Rather, it’s a personal choice. It is a way of showing solidarity during a time of crisis. During the current sweltering Japanese summer, and the ongoing power supply issues resulting from the disabled Fukushima Daiichi Nuclear Power Station, saving power—or setsuden—is more important than ever. Air conditioners have been set at 28 degrees rather than 26, lights are being turned off, and workers are using the stairs, rather than the elevator.

Despite these little sacrifices, few people are complaining. Risa, a 40-year-old office worker in Osaka says, “some public areas like train stations and supermarkets are dim, and a bit hot to save electricity. But I don’t feel inconvenienced at all, it’s bearable.”

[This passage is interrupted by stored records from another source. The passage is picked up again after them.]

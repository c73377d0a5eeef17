//! WGS84 → EPSG:2263 forward projection.
//!
//! Closed-form Lambert Conformal Conic (2SP, GRS80) with the EPSG:2263
//! parameters: standard parallels 40°40'N / 41°02'N, origin 40°10'N
//! 74°00'W, false easting 984,250 US survey feet. Computed in meters and
//! converted to feet at the end, so the ellipsoid constants stay in their
//! published units.

use std::f64::consts::FRAC_PI_4;
use std::sync::OnceLock;

/// GRS80 semi-major axis, meters.
const SEMI_MAJOR_M: f64 = 6_378_137.0;
/// GRS80 flattening.
const FLATTENING: f64 = 1.0 / 298.257_222_101;

/// Northern standard parallel, 41°02'N.
const LAT_1_DEG: f64 = 41.0 + 2.0 / 60.0;
/// Southern standard parallel, 40°40'N.
const LAT_2_DEG: f64 = 40.0 + 40.0 / 60.0;
/// Latitude of origin, 40°10'N.
const LAT_0_DEG: f64 = 40.0 + 10.0 / 60.0;
/// Central meridian, 74°00'W.
const LON_0_DEG: f64 = -74.0;

/// EPSG:2263 false easting, US survey feet.
const FALSE_EASTING_FT: f64 = 984_250.0;
/// Meters per US survey foot.
const METERS_PER_US_FT: f64 = 0.304_800_609_601_219_2;

/// Precomputed cone constants, derived once from the EPSG parameters.
struct ConeConstants {
    /// First eccentricity.
    e: f64,
    /// Cone constant `n`.
    n: f64,
    /// `a * F` (Snyder's notation), meters.
    af: f64,
    /// Radius of the origin parallel, meters.
    rho_0: f64,
}

static CONE: OnceLock<ConeConstants> = OnceLock::new();

fn cone() -> &'static ConeConstants {
    CONE.get_or_init(|| {
        let e = FLATTENING.mul_add(-FLATTENING, 2.0 * FLATTENING).sqrt();
        let phi_1 = LAT_1_DEG.to_radians();
        let phi_2 = LAT_2_DEG.to_radians();
        let phi_0 = LAT_0_DEG.to_radians();

        let m_1 = m_factor(e, phi_1);
        let m_2 = m_factor(e, phi_2);
        let t_1 = t_factor(e, phi_1);
        let t_2 = t_factor(e, phi_2);
        let t_0 = t_factor(e, phi_0);

        let n = (m_1.ln() - m_2.ln()) / (t_1.ln() - t_2.ln());
        let af = SEMI_MAJOR_M * m_1 / (n * t_1.powf(n));
        let rho_0 = af * t_0.powf(n);

        ConeConstants { e, n, af, rho_0 }
    })
}

/// Snyder's `m(φ)`: parallel radius scale factor.
fn m_factor(e: f64, phi: f64) -> f64 {
    let es = e * phi.sin();
    phi.cos() / es.mul_add(-es, 1.0).sqrt()
}

/// Snyder's `t(φ)`: isometric colatitude term.
fn t_factor(e: f64, phi: f64) -> f64 {
    let es = e * phi.sin();
    (FRAC_PI_4 - phi / 2.0).tan() / ((1.0 - es) / (1.0 + es)).powf(e / 2.0)
}

/// Projects a WGS84 coordinate into EPSG:2263 state-plane feet.
///
/// Pure function of its inputs. Callers are responsible for range-checking
/// the input first; coordinates far outside the projection's valid zone
/// produce mathematically defined but meaningless output.
#[must_use]
pub fn wgs84_to_state_plane(lon_deg: f64, lat_deg: f64) -> (f64, f64) {
    let c = cone();
    let phi = lat_deg.to_radians();
    let lam = lon_deg.to_radians();

    let rho = c.af * t_factor(c.e, phi).powf(c.n);
    let theta = c.n * (lam - LON_0_DEG.to_radians());

    let east_m = rho * theta.sin();
    let north_m = rho.mul_add(-theta.cos(), c.rho_0);

    (
        east_m / METERS_PER_US_FT + FALSE_EASTING_FT,
        north_m / METERS_PER_US_FT,
    )
}

#[cfg(test)]
mod tests {
    use super::*;

    #[test]
    fn projects_origin_to_false_easting() {
        let (x, y) = wgs84_to_state_plane(LON_0_DEG, LAT_0_DEG);
        assert!((x - FALSE_EASTING_FT).abs() < 0.01, "x = {x}");
        assert!(y.abs() < 0.01, "y = {y}");
    }

    #[test]
    fn projects_city_hall_into_manhattan_range() {
        // NYC City Hall; published EPSG:2263 coordinates are roughly
        // (981,300 ft, 198,800 ft).
        let (x, y) = wgs84_to_state_plane(-74.006, 40.7128);
        assert!((975_000.0..=988_000.0).contains(&x), "x = {x}");
        assert!((193_000.0..=205_000.0).contains(&y), "y = {y}");
    }

    #[test]
    fn easting_increases_with_longitude() {
        let (x_west, _) = wgs84_to_state_plane(-74.1, 40.7);
        let (x_east, _) = wgs84_to_state_plane(-73.9, 40.7);
        assert!(x_east > x_west);
    }

    #[test]
    fn northing_increases_with_latitude() {
        let (_, y_south) = wgs84_to_state_plane(-74.0, 40.6);
        let (_, y_north) = wgs84_to_state_plane(-74.0, 40.8);
        assert!(y_north > y_south);
    }

    #[test]
    fn one_degree_of_longitude_is_a_plausible_distance() {
        // At NYC latitudes a degree of longitude spans roughly 52 miles;
        // make sure the cone scale is in the right ballpark (within 10%).
        let (x_a, _) = wgs84_to_state_plane(-74.0, 40.7);
        let (x_b, _) = wgs84_to_state_plane(-73.0, 40.7);
        let feet = x_b - x_a;
        assert!((250_000.0..=305_000.0).contains(&feet), "feet = {feet}");
    }
}
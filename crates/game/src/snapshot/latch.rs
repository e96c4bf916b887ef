use super::GameEvents;

/// OR-accumulates events between two broadcasts.
#[derive(Debug, Default, Clone, Copy)]
pub struct EventLatch {
    pending: GameEvents,
}

impl EventLatch {
    pub fn new() -> Self {
        Self::default()
    }

    pub fn record(&mut self, events: GameEvents) {
        self.pending |= events;
    }

    pub fn pending(&self) -> GameEvents {
        self.pending
    }

    /// Returns everything latched so far and clears the latch.
    pub fn take(&mut self) -> GameEvents {
        std::mem::take(&mut self.pending)
    }
}
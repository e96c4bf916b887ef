use std::time::Duration;

use rink::{
    ControlAction, ExpiryReason, GameEvents, RoomLifecycle, RoomSimulation, ServerMessage, Side,
    SnapshotBroadcaster, StagedControl, TickClock,
};
use tokio::sync::{mpsc, watch};
use tokio::task::JoinHandle;
use tokio::time::{self, Instant, Interval, MissedTickBehavior};

use crate::channel::SharedChannel;
use crate::config::ServerConfig;
use crate::events::{RoomEvent, unix_millis};

/// Membership and control changes sent from the registry to a room task.
pub enum RoomCommand {
    Attach { side: Side, channel: SharedChannel },
    Detach { side: Side },
    Control(ControlAction),
}

fn slot(side: Side) -> usize {
    match side {
        Side::Left => 0,
        Side::Right => 1,
    }
}

/// Timer loop owning one room's simulation.
///
/// Connection handlers never touch the simulation: they replace the staged
/// control in a watch channel, and the loop reads the latest value once per
/// tick.
pub struct RoomTask {
    code: String,
    id: u64,
    sim: RoomSimulation,
    clock: TickClock,
    broadcaster: SnapshotBroadcaster,
    lifecycle: RoomLifecycle,
    members: [Option<SharedChannel>; 2],
    staged: [watch::Receiver<StagedControl>; 2],
    commands: mpsc::UnboundedReceiver<RoomCommand>,
    events: mpsc::UnboundedSender<RoomEvent>,
    last_tick: Instant,
}

impl RoomTask {
    pub fn spawn(
        code: String,
        id: u64,
        config: &ServerConfig,
        host: SharedChannel,
        staged: [watch::Receiver<StagedControl>; 2],
        commands: mpsc::UnboundedReceiver<RoomCommand>,
        events: mpsc::UnboundedSender<RoomEvent>,
    ) -> JoinHandle<()> {
        let now = Instant::now();
        let task = Self {
            code,
            id,
            sim: RoomSimulation::new(config.game.clone()),
            clock: TickClock::new(config.tick_rate(), config.idle_tick_rate),
            broadcaster: SnapshotBroadcaster::new(config.snapshot_rate, config.idle_snapshot_rate),
            lifecycle: RoomLifecycle::new(now.into_std(), config.empty_ttl, config.inactive_ttl),
            members: [Some(host), None],
            staged,
            commands,
            events,
            last_tick: now,
        };
        tokio::spawn(task.run())
    }

    async fn run(mut self) {
        let mut running = self.sim.running();
        let mut ticker = room_interval(self.clock.period(running));

        loop {
            tokio::select! {
                _ = ticker.tick() => {
                    if let Some(reason) = self.tick(Instant::now()) {
                        self.expire(reason);
                        return;
                    }
                }
                command = self.commands.recv() => {
                    let Some(command) = command else {
                        return;
                    };
                    self.apply(command, Instant::now());
                }
            }

            if self.sim.running() != running {
                running = self.sim.running();
                ticker = room_interval(self.clock.period(running));
                self.clock.reset();
                self.last_tick = Instant::now();
            }
        }
    }

    fn tick(&mut self, now: Instant) -> Option<ExpiryReason> {
        let elapsed = now.saturating_duration_since(self.last_tick);
        self.last_tick = now;
        self.clock.accumulate(elapsed.as_secs_f32());

        self.consume_staged(now);

        let mut events = GameEvents::empty();
        while self.clock.consume_tick() {
            events |= self.sim.step();
        }

        let running = self.sim.running();
        if let Some((time, events)) = self.broadcaster.observe(events, unix_millis(), running) {
            let snapshot = self.sim.snapshot(time, events);
            self.broadcast(ServerMessage::State { payload: snapshot });
        }

        self.lifecycle.expiry(now.into_std(), running)
    }

    fn consume_staged(&mut self, now: Instant) {
        for side in [Side::Left, Side::Right] {
            let staged = &mut self.staged[slot(side)];
            if staged.has_changed().unwrap_or(false) {
                self.lifecycle.touch(now.into_std());
            }
            let control = *staged.borrow_and_update();
            self.sim.stage(side, control);
        }
    }

    fn apply(&mut self, command: RoomCommand, now: Instant) {
        self.lifecycle.touch(now.into_std());
        match command {
            RoomCommand::Attach { side, channel } => {
                self.members[slot(side)] = Some(channel);
                self.sim.clear_side(side);
                self.broadcaster.expedite();
            }
            RoomCommand::Detach { side } => {
                self.members[slot(side)] = None;
                self.sim.clear_side(side);
                if self.sim.running() {
                    self.sim.toggle();
                    log::info!("room {} paused: {side} left", self.code);
                }
                self.broadcaster.expedite();
            }
            RoomCommand::Control(ControlAction::Toggle) => {
                self.sim.toggle();
                log::info!("room {} {}", self.code, self.sim.status());
                self.broadcaster.expedite();
            }
            RoomCommand::Control(ControlAction::Reset) => {
                self.sim.reset();
                log::info!("room {} reset", self.code);
                self.broadcaster.expedite();
            }
        }

        let occupied = self.members.iter().flatten().count();
        self.lifecycle.set_occupancy(occupied, now.into_std());
    }

    fn broadcast(&self, message: ServerMessage) {
        for member in self.members.iter().flatten() {
            member.send(message.clone());
        }
    }

    fn expire(&mut self, reason: ExpiryReason) {
        // refuse further commands, but still notify a guest whose attach
        // was already queued
        self.commands.close();
        while let Ok(command) = self.commands.try_recv() {
            if let RoomCommand::Attach { side, channel } = command {
                self.members[slot(side)] = Some(channel);
            }
        }

        log::info!("room {} expired ({reason})", self.code);
        self.broadcast(ServerMessage::RoomExpired {
            reason: reason.as_str().to_string(),
        });
        for member in self.members.iter_mut().filter_map(Option::take) {
            member.close();
        }
        let _ = self.events.send(RoomEvent::Expired {
            code: self.code.clone(),
            room_id: self.id,
            reason,
        });
    }
}

fn room_interval(period: Duration) -> Interval {
    let mut interval = time::interval(period);
    interval.set_missed_tick_behavior(MissedTickBehavior::Delay);
    interval
}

It is this sense of community and selflessness that I believe to be one of Japanese people’s most admirable and inimitable qualities. The teamwork, synergy and the consciousness that one’s actions can—and do—affect the lives of others.

Notwithstanding, Japan has significant obstacles to overcome: massive national debt, a high yen undermining the export dependent economy, a stagnant birth rate, aging population and fewer taxpayers to support them. Fundamental economic and social security reforms must be developed and implemented swiftly. Recently, English language university teachers I have spoken to refer to the younger population as “lost” and “lacking hunger,” compared with emerging powers like China and Korea.

Yet I still get the sense that many are optimistic, if not a little anxious, about the future, and are working hard for a full recovery. I hope that this sense of unity and diligence triumphs, and this great nation recuperates and prospers again.